Intensifier davantage les échanges de jeunes scolaires et approfondir la coopération bilatérale dans les domaines de l’enseignement supérieur, de la recherche et de l’innovation. Se féliciter du développement des partenariats entre établissements d’enseignement supérieur des deux pays. Renforcer la coopération bilatérale dans les domaines audiovisuel et du cinéma en encourageant les coproductions et en augmentant la diffusion des programmes audiovisuels et cinématographiques dans leurs pays réciproques.

Prendre de nouvelles mesures pour faciliter et accroître la mobilité entre les deux pays.

Renforcer la coopération en matière de lutte contre les trafics illicites, les fraudes et la criminalité organisée.

IV. Les deux Chefs d’Etat réaffirment l’importance d’approfondir davantage le partenariat stratégique sino-européen, se félicitent de l’élan donné par l’Agenda stratégique de coopération Chine-UE 2020 adopté lors du 16e Sommet Chine-UE et expriment leur volonté de continuer à promouvoir le renforcement de la coopération sino-européenne.
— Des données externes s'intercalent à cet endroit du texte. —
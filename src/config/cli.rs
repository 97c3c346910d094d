use crate::core::Storage;
use crate::utils::error::{GradeError, Result};
use std::fs;
use std::path::Path;

#[derive(Debug, Clone)]
pub struct LocalStorage {
    base_path: String,
}

impl LocalStorage {
    pub fn new(base_path: String) -> Self {
        Self { base_path }
    }
}

impl Storage for LocalStorage {
    async fn read_file(&self, path: &str) -> Result<Vec<u8>> {
        let full_path = Path::new(&self.base_path).join(path);
        match fs::read(&full_path) {
            Ok(data) => Ok(data),
            // Missing inputs get their own error so the CLI can print a
            // friendly existence-check message.
            Err(e) if e.kind() == std::io::ErrorKind::NotFound => {
                Err(GradeError::MissingInputError {
                    path: full_path.display().to_string(),
                })
            }
            Err(e) => Err(e.into()),
        }
    }

    async fn write_file(&self, path: &str, data: &[u8]) -> Result<()> {
        let full_path = Path::new(&self.base_path).join(path);

        if let Some(parent) = full_path.parent() {
            fs::create_dir_all(parent)?;
        }

        fs::write(full_path, data)?;
        Ok(())
    }
}
use crate::utils::error::{GradeError, Result};
use serde::{Deserialize, Serialize};
use std::collections::BTreeMap;

/// The list of CSS selectors loaded from a checks file.
///
/// The checks file must hold a top-level JSON array of non-empty selector
/// strings. Duplicates are allowed; they collapse into a single report entry.
#[derive(Debug, Clone, Serialize, Deserialize)]
#[serde(transparent)]
pub struct CheckSuite {
    pub selectors: Vec<String>,
}

impl CheckSuite {
    pub fn new(selectors: Vec<String>) -> Self {
        Self { selectors }
    }

    pub fn from_json(raw: &[u8]) -> Result<Self> {
        let value: serde_json::Value =
            serde_json::from_slice(raw).map_err(|e| GradeError::ChecksError {
                message: format!("checks file is not valid JSON: {}", e),
            })?;

        let items = value.as_array().ok_or_else(|| GradeError::ChecksError {
            message: format!(
                "checks file must contain a JSON array of selector strings, found {}",
                json_type_name(&value)
            ),
        })?;

        let mut selectors = Vec::with_capacity(items.len());
        for (index, item) in items.iter().enumerate() {
            let selector = item.as_str().ok_or_else(|| GradeError::ChecksError {
                message: format!("check #{} is not a string", index),
            })?;
            if selector.is_empty() {
                return Err(GradeError::ChecksError {
                    message: format!("check #{} is an empty selector", index),
                });
            }
            selectors.push(selector.to_string());
        }

        Ok(Self { selectors })
    }
}

fn json_type_name(value: &serde_json::Value) -> &'static str {
    match value {
        serde_json::Value::Null => "null",
        serde_json::Value::Bool(_) => "a boolean",
        serde_json::Value::Number(_) => "a number",
        serde_json::Value::String(_) => "a string",
        serde_json::Value::Array(_) => "an array",
        serde_json::Value::Object(_) => "an object",
    }
}

/// Everything the transform stage needs: the raw HTML and the checks to run.
#[derive(Debug, Clone)]
pub struct GradeInput {
    pub html: Vec<u8>,
    pub suite: CheckSuite,
}

/// Selector → presence mapping, the sole output artifact.
///
/// Backed by a `BTreeMap` so serialization always emits keys in sorted
/// selector order.
#[derive(Debug, Clone, PartialEq, Eq, Serialize, Deserialize)]
#[serde(transparent)]
pub struct PresenceReport {
    pub entries: BTreeMap<String, bool>,
}

impl PresenceReport {
    /// Renders the report as a JSON object pretty-printed with 4-space indentation.
    pub fn to_pretty_json(&self) -> Result<String> {
        let mut buf = Vec::new();
        let formatter = serde_json::ser::PrettyFormatter::with_indent(b"    ");
        let mut serializer = serde_json::Serializer::with_formatter(&mut buf, formatter);
        self.serialize(&mut serializer)?;
        Ok(String::from_utf8_lossy(&buf).into_owned())
    }
}

#[cfg(test)]
mod tests {
    use super::*;

    #[test]
    fn test_from_json_array_of_strings() {
        let suite = CheckSuite::from_json(br#"["h1", "a[href]"]"#).unwrap();
        assert_eq!(suite.selectors, vec!["h1".to_string(), "a[href]".to_string()]);
    }

    #[test]
    fn test_from_json_empty_array() {
        let suite = CheckSuite::from_json(b"[]").unwrap();
        assert!(suite.selectors.is_empty());
    }

    #[test]
    fn test_from_json_rejects_invalid_json() {
        let err = CheckSuite::from_json(b"not json").unwrap_err();
        assert!(matches!(err, GradeError::ChecksError { .. }));
    }

    #[test]
    fn test_from_json_rejects_truncated_json() {
        let err = CheckSuite::from_json(br#"["h1", "h2""#).unwrap_err();
        assert!(matches!(err, GradeError::ChecksError { .. }));
    }

    #[test]
    fn test_from_json_rejects_non_array_top_level() {
        let err = CheckSuite::from_json(br#"{"selectors": ["h1"]}"#).unwrap_err();
        match err {
            GradeError::ChecksError { message } => assert!(message.contains("an object")),
            other => panic!("unexpected error: {:?}", other),
        }
    }

    #[test]
    fn test_from_json_rejects_non_string_element() {
        let err = CheckSuite::from_json(br#"["h1", 42]"#).unwrap_err();
        match err {
            GradeError::ChecksError { message } => assert!(message.contains("check #1")),
            other => panic!("unexpected error: {:?}", other),
        }
    }

    #[test]
    fn test_from_json_rejects_empty_selector() {
        let err = CheckSuite::from_json(br#"[""]"#).unwrap_err();
        assert!(matches!(err, GradeError::ChecksError { .. }));
    }

    #[test]
    fn test_pretty_json_uses_four_space_indent() {
        let mut entries = BTreeMap::new();
        entries.insert("h1".to_string(), true);
        entries.insert("a[href]".to_string(), true);
        let report = PresenceReport { entries };

        let rendered = report.to_pretty_json().unwrap();
        assert_eq!(
            rendered,
            "{\n    \"a[href]\": true,\n    \"h1\": true\n}"
        );
    }

    #[test]
    fn test_pretty_json_empty_report() {
        let report = PresenceReport {
            entries: BTreeMap::new(),
        };
        assert_eq!(report.to_pretty_json().unwrap(), "{}");
    }
}
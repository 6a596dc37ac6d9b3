//! SMS command grammar.
//!
//! An inbound SMS body is expected to be exactly `<type> <label> <action>`.
//! The action payload is normalized case-insensitively, then validated
//! against the allow-list of the target element type. Violations reject the
//! command; there is no partial or best-effort parse.

use crate::error::{GsmError, Result};
use crate::types::{Command, ElementType};

const ZONE_ACTIONS: &[&str] = &["bypass", "clear_bypass"];
const PARTITION_ACTIONS: &[&str] = &["arm", "disarm", "arm_stay", "arm_sleep"];
const OUTPUT_ACTIONS: &[&str] = &["on", "off", "pulse"];

const PASSTHROUGH_ACTIONS: &[&str] = &[
    "pulse",
    "arm",
    "disarm",
    "arm_stay",
    "arm_sleep",
    "bypass",
    "clear_bypass",
];

/// Normalize an action payload.
///
/// Boolean spellings collapse to `on`/`off`; known alarm verbs pass through
/// unchanged; anything else is unrecognized.
pub fn normalize_payload(payload: &str) -> Option<String> {
    let payload = payload.trim().to_lowercase();

    if ["true", "on", "1", "enable"].contains(&payload.as_str()) {
        Some("on".to_string())
    } else if ["false", "off", "0", "disable"].contains(&payload.as_str()) {
        Some("off".to_string())
    } else if PASSTHROUGH_ACTIONS.contains(&payload.as_str()) {
        Some(payload)
    } else {
        None
    }
}

/// Allowed actions for an element type.
pub fn allowed_actions(element_type: ElementType) -> &'static [&'static str] {
    match element_type {
        ElementType::Zone => ZONE_ACTIONS,
        ElementType::Partition => PARTITION_ACTIONS,
        ElementType::Output => OUTPUT_ACTIONS,
    }
}

/// Parse and validate an SMS command body.
pub fn parse_command(body: &str) -> Result<Command> {
    let tokens: Vec<&str> = body.split(' ').collect();

    if tokens.len() != 3 {
        return Err(GsmError::command(format!(
            "Invalid message format, expected 3 tokens, got {}",
            tokens.len()
        )));
    }

    let element_type = ElementType::parse(&tokens[0].to_lowercase())
        .ok_or_else(|| GsmError::command(format!("Invalid element type: {}", tokens[0])))?;

    let label = tokens[1].to_string();

    let action = normalize_payload(tokens[2])
        .ok_or_else(|| GsmError::command(format!("Unrecognized action: {}", tokens[2])))?;

    if !allowed_actions(element_type).contains(&action.as_str()) {
        return Err(GsmError::command(format!(
            "Invalid action for {element_type}: {action}"
        )));
    }

    Ok(Command {
        element_type,
        label,
        action,
    })
}
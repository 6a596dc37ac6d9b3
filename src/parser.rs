//! Unsolicited-result tokenizer.
//!
//! The modem frames unsolicited result codes with double quotes. Splitting a
//! received chunk on `"` yields a token sequence whose first token names the
//! message type. Anything that does not match a known shape is ignored.

use chrono::NaiveDateTime;

/// A recognized unsolicited message from the modem.
#[derive(Debug, Clone, PartialEq, Eq)]
pub enum Unsolicited {
    /// Incoming SMS delivered via `+CMT:`
    Sms {
        sender: String,
        timestamp: NaiveDateTime,
        body: String,
    },
    /// USSD response delivered via `+CUSD:` (e.g., balance query result)
    Ussd { payload: String },
}

/// Decode a received chunk as single-byte text.
///
/// The modem link carries Latin-1; every byte maps to the code point of the
/// same value.
pub fn decode_chunk(data: &[u8]) -> String {
    data.iter().map(|&b| b as char).collect()
}

/// Parse one received chunk into a recognized unsolicited message.
///
/// Returns `None` for empty chunks, unknown message types, and frames with
/// too few tokens for their shape.
pub fn parse_unsolicited(data: &[u8]) -> Option<Unsolicited> {
    let text = decode_chunk(data);
    let tokens: Vec<&str> = text.trim().split('"').map(str::trim).collect();

    match tokens.first() {
        Some(&"+CMT:") if tokens.len() >= 7 => {
            let timestamp = parse_sms_timestamp(tokens[5])?;
            Some(Unsolicited::Sms {
                sender: tokens[1].to_string(),
                timestamp,
                body: tokens[6].to_string(),
            })
        }
        Some(first) if first.starts_with("+CUSD:") && tokens.len() >= 2 => {
            Some(Unsolicited::Ussd {
                payload: tokens[1].to_string(),
            })
        }
        _ => None,
    }
}

/// Parse the modem's SMS timestamp: local `yy/MM/dd,HH:mm:ss` wall-clock
/// fields followed by a signed UTC-offset suffix, which is stripped and
/// discarded. The wall-clock fields themselves never contain `+` or `-`.
fn parse_sms_timestamp(raw: &str) -> Option<NaiveDateTime> {
    let local = raw.split(['+', '-']).next()?;
    NaiveDateTime::parse_from_str(local, "%y/%m/%d,%H:%M:%S").ok()
}

#[cfg(test)]
mod tests {
    use super::*;
    use chrono::{NaiveDate, NaiveTime};

    const CMT_FRAME: &str =
        "+CMT: \"+351911234567\",\"\",\"24/03/15,18:30:45+00\"\r\nzone frontdoor bypass";

    #[test]
    fn test_parse_incoming_sms() {
        let parsed = parse_unsolicited(CMT_FRAME.as_bytes()).unwrap();
        match parsed {
            Unsolicited::Sms {
                sender,
                timestamp,
                body,
            } => {
                assert_eq!(sender, "+351911234567");
                assert_eq!(body, "zone frontdoor bypass");
                assert_eq!(
                    timestamp.date(),
                    NaiveDate::from_ymd_opt(2024, 3, 15).unwrap()
                );
                assert_eq!(
                    timestamp.time(),
                    NaiveTime::from_hms_opt(18, 30, 45).unwrap()
                );
            }
            other => panic!("unexpected message: {other:?}"),
        }
    }

    #[test]
    fn test_parse_ussd_response() {
        let frame = "+CUSD: 0,\"Your balance is 5.00 EUR\",15";
        let parsed = parse_unsolicited(frame.as_bytes()).unwrap();
        assert_eq!(
            parsed,
            Unsolicited::Ussd {
                payload: "Your balance is 5.00 EUR".to_string()
            }
        );
    }

    #[test]
    fn test_negative_offset_timestamp_accepted() {
        let frame =
            "+CMT: \"+351911234567\",\"\",\"24/03/15,18:30:45-08\"\r\nzone frontdoor bypass";
        match parse_unsolicited(frame.as_bytes()) {
            Some(Unsolicited::Sms { timestamp, .. }) => {
                assert_eq!(
                    timestamp.time(),
                    NaiveTime::from_hms_opt(18, 30, 45).unwrap()
                );
            }
            other => panic!("unexpected message: {other:?}"),
        }
    }

    #[test]
    fn test_surrounding_whitespace_is_stripped() {
        let frame = format!("\r\n{CMT_FRAME}\r\n");
        assert!(parse_unsolicited(frame.as_bytes()).is_some());
    }

    #[test]
    fn test_unknown_frames_ignored() {
        assert_eq!(parse_unsolicited(b""), None);
        assert_eq!(parse_unsolicited(b"OK"), None);
        assert_eq!(parse_unsolicited(b"+CREG: 0,1"), None);
        // Known type but too few tokens
        assert_eq!(parse_unsolicited(b"+CMT: \"+351911234567\""), None);
    }

    #[test]
    fn test_malformed_timestamp_rejects_frame() {
        let frame =
            "+CMT: \"+351911234567\",\"\",\"\",\"\",\"\",\"not-a-date\",\"zone frontdoor bypass\"";
        assert_eq!(parse_unsolicited(frame.as_bytes()), None);
    }

    #[test]
    fn test_latin1_decode() {
        assert_eq!(decode_chunk(&[0x41, 0xE9, 0x42]), "A\u{e9}B");
    }
}
//! Serial transport over tokio-serial.

use std::time::Duration;

use async_trait::async_trait;
use tokio::io::{AsyncReadExt, AsyncWriteExt};
use tokio::time::timeout;
use tokio_serial::{SerialPortBuilderExt, SerialStream};
use tracing::{debug, error};

use super::{Transport, TransportError};

/// Serial port link to the GSM modem.
#[derive(Debug)]
pub struct SerialTransport {
    device: String,
    baud_rate: u32,
    read_timeout: Duration,
    connection: Option<SerialStream>,
}

impl SerialTransport {
    pub fn new(device: impl Into<String>, baud_rate: u32, read_timeout: Duration) -> Self {
        Self {
            device: device.into(),
            baud_rate,
            read_timeout,
            connection: None,
        }
    }
}

#[async_trait]
impl Transport for SerialTransport {
    async fn connect(&mut self) -> Result<(), TransportError> {
        if self.connection.is_some() {
            return Ok(());
        }

        debug!("Opening serial port: {}", self.device);

        let port_result = tokio_serial::new(&self.device, self.baud_rate)
            .timeout(self.read_timeout)
            .open_native_async();

        match port_result {
            Ok(mut port) => {
                #[cfg(unix)]
                port.set_exclusive(false).map_err(|e| {
                    TransportError::ConnectionFailed(format!(
                        "Failed to set exclusive mode: {e}"
                    ))
                })?;

                self.connection = Some(port);
                debug!("Opened serial port: {}", self.device);
                Ok(())
            }
            Err(e) => {
                let error_msg = format!("Failed to open serial port {}: {e}", self.device);
                error!("{error_msg}");
                Err(TransportError::ConnectionFailed(error_msg))
            }
        }
    }

    async fn disconnect(&mut self) {
        if self.connection.take().is_some() {
            // Serial port is closed when dropped
            debug!("Closed serial port: {}", self.device);
        }
    }

    async fn send(&mut self, data: &[u8]) -> Result<(), TransportError> {
        let port = self.connection.as_mut().ok_or(TransportError::NotConnected)?;

        let send_operation = async {
            port.write_all(data).await?;
            port.flush().await?;
            Ok::<_, std::io::Error>(())
        };

        match timeout(self.read_timeout, send_operation).await {
            Ok(Ok(())) => {
                debug!("Sent {} bytes via serial port", data.len());
                Ok(())
            }
            Ok(Err(e)) => {
                let error_msg = format!("Failed to send data: {e}");
                error!("{error_msg}");
                // Connection might be broken, drop it
                self.connection = None;
                Err(TransportError::SendFailed(error_msg))
            }
            Err(_) => {
                self.connection = None;
                Err(TransportError::SendFailed(format!(
                    "Send timed out after {:?}",
                    self.read_timeout
                )))
            }
        }
    }

    async fn receive(
        &mut self,
        buffer: &mut [u8],
        wait: Duration,
    ) -> Result<usize, TransportError> {
        let port = self.connection.as_mut().ok_or(TransportError::NotConnected)?;

        match timeout(wait, port.read(buffer)).await {
            Ok(Ok(bytes_read)) => {
                if bytes_read > 0 {
                    debug!("Received {} bytes via serial port", bytes_read);
                }
                Ok(bytes_read)
            }
            Ok(Err(e)) => {
                let error_msg = format!("Failed to receive data: {e}");
                error!("{error_msg}");
                self.connection = None;
                Err(TransportError::ReceiveFailed(error_msg))
            }
            // Timeout means no data pending, which is the common idle case
            Err(_) => Ok(0),
        }
    }

    fn is_connected(&self) -> bool {
        self.connection.is_some()
    }
}

#[cfg(test)]
mod tests {
    use super::*;

    #[test]
    fn test_not_connected_initially() {
        let transport =
            SerialTransport::new("/dev/ttyUSB0", 9600, Duration::from_millis(1000));
        assert!(!transport.is_connected());
    }

    #[tokio::test]
    async fn test_send_while_disconnected() {
        let mut transport =
            SerialTransport::new("/dev/ttyUSB0", 9600, Duration::from_millis(1000));
        let result = transport.send(b"AT\r\n").await;
        assert!(matches!(result, Err(TransportError::NotConnected)));
    }

    #[tokio::test]
    async fn test_connect_invalid_device_fails() {
        let mut transport = SerialTransport::new(
            "/nonexistent/ttyGSM99",
            9600,
            Duration::from_millis(100),
        );
        let result = transport.connect().await;
        assert!(matches!(result, Err(TransportError::ConnectionFailed(_))));
        assert!(!transport.is_connected());
    }
}
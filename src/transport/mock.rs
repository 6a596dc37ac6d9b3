//! Mock transport for testing.
//!
//! Scripts the modem side of the conversation: queued chunks are handed out
//! by `receive`, everything sent is recorded, and failure flags let tests
//! exercise the disconnect/reconnect paths without a physical port.

use std::collections::VecDeque;
use std::sync::{Arc, Mutex};
use std::time::Duration;

use async_trait::async_trait;

use super::{Transport, TransportError};

#[derive(Debug, Default)]
struct MockState {
    connected: bool,
    receive_queue: VecDeque<Vec<u8>>,
    sent_data: Vec<Vec<u8>>,
    connect_count: u32,
    fail_connect: bool,
    fail_next_send: bool,
}

/// Scripted transport. Cloning shares the underlying state, so a test can
/// keep a handle while the worker owns the transport.
#[derive(Debug, Clone, Default)]
pub struct MockTransport {
    state: Arc<Mutex<MockState>>,
}

impl MockTransport {
    pub fn new() -> Self {
        Self::default()
    }

    fn lock(&self) -> std::sync::MutexGuard<'_, MockState> {
        self.state.lock().unwrap_or_else(|e| e.into_inner())
    }

    /// Queue a chunk for a later `receive` call.
    pub fn push_incoming(&self, data: &[u8]) {
        self.lock().receive_queue.push_back(data.to_vec());
    }

    /// Everything sent so far, decoded as single-byte text.
    pub fn sent_text(&self) -> Vec<String> {
        self.lock()
            .sent_data
            .iter()
            .map(|chunk| chunk.iter().map(|&b| b as char).collect())
            .collect()
    }

    pub fn clear_sent(&self) {
        self.lock().sent_data.clear();
    }

    /// Number of successful `connect` calls observed.
    pub fn connect_count(&self) -> u32 {
        self.lock().connect_count
    }

    pub fn set_fail_connect(&self, fail: bool) {
        self.lock().fail_connect = fail;
    }

    /// Make the next send fail and drop the connection, as a broken serial
    /// link would.
    pub fn fail_next_send(&self) {
        self.lock().fail_next_send = true;
    }
}

#[async_trait]
impl Transport for MockTransport {
    async fn connect(&mut self) -> Result<(), TransportError> {
        let mut state = self.lock();
        if state.connected {
            return Ok(());
        }
        if state.fail_connect {
            return Err(TransportError::ConnectionFailed(
                "mock connect failure".to_string(),
            ));
        }
        state.connected = true;
        state.connect_count += 1;
        Ok(())
    }

    async fn disconnect(&mut self) {
        self.lock().connected = false;
    }

    async fn send(&mut self, data: &[u8]) -> Result<(), TransportError> {
        let mut state = self.lock();
        if !state.connected {
            return Err(TransportError::NotConnected);
        }
        if state.fail_next_send {
            state.fail_next_send = false;
            state.connected = false;
            return Err(TransportError::SendFailed("mock send failure".to_string()));
        }
        state.sent_data.push(data.to_vec());
        Ok(())
    }

    async fn receive(
        &mut self,
        buffer: &mut [u8],
        _timeout: Duration,
    ) -> Result<usize, TransportError> {
        let mut state = self.lock();
        if !state.connected {
            return Err(TransportError::NotConnected);
        }
        match state.receive_queue.pop_front() {
            Some(chunk) => {
                let n = chunk.len().min(buffer.len());
                buffer[..n].copy_from_slice(&chunk[..n]);
                Ok(n)
            }
            None => Ok(0),
        }
    }

    fn is_connected(&self) -> bool {
        self.lock().connected
    }
}

#[cfg(test)]
mod tests {
    use super::*;

    #[tokio::test]
    async fn test_scripted_receive_and_sent_log() {
        let mut transport = MockTransport::new();
        transport.connect().await.unwrap();

        transport.push_incoming(b"OK");
        let mut buf = [0u8; 16];
        let n = transport
            .receive(&mut buf, Duration::from_millis(10))
            .await
            .unwrap();
        assert_eq!(&buf[..n], b"OK");

        transport.send(b"AT\r\n").await.unwrap();
        assert_eq!(transport.sent_text(), vec!["AT\r\n".to_string()]);
    }

    #[tokio::test]
    async fn test_send_failure_drops_connection() {
        let mut transport = MockTransport::new();
        transport.connect().await.unwrap();

        transport.fail_next_send();
        assert!(transport.send(b"AT\r\n").await.is_err());
        assert!(!transport.is_connected());
    }
}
Ils se félicitent également de la résolution du contentieux commercial sur les vins par le dialogue.

V. Les deux parties soulignent l’importance, pour le développement de chaque pays, de la promotion et de la protection des droits de l’homme et des libertés fondamentales conformément aux buts et principes de la Charte des Nations Unies. Les deux parties réaffirment l’importance de poursuivre le dialogue et les échanges entre l’Union européenne et la Chine sur les droits de l’homme sur la base de l’égalité et du respect mutuel.

Pour réaliser les objectifs susmentionnés, les deux parties ont élaboré un plan de développement des relations franco-chinoises à moyen et long terme annexé à la présente déclaration conjointe pour orienter leur coopération dans différents domaines.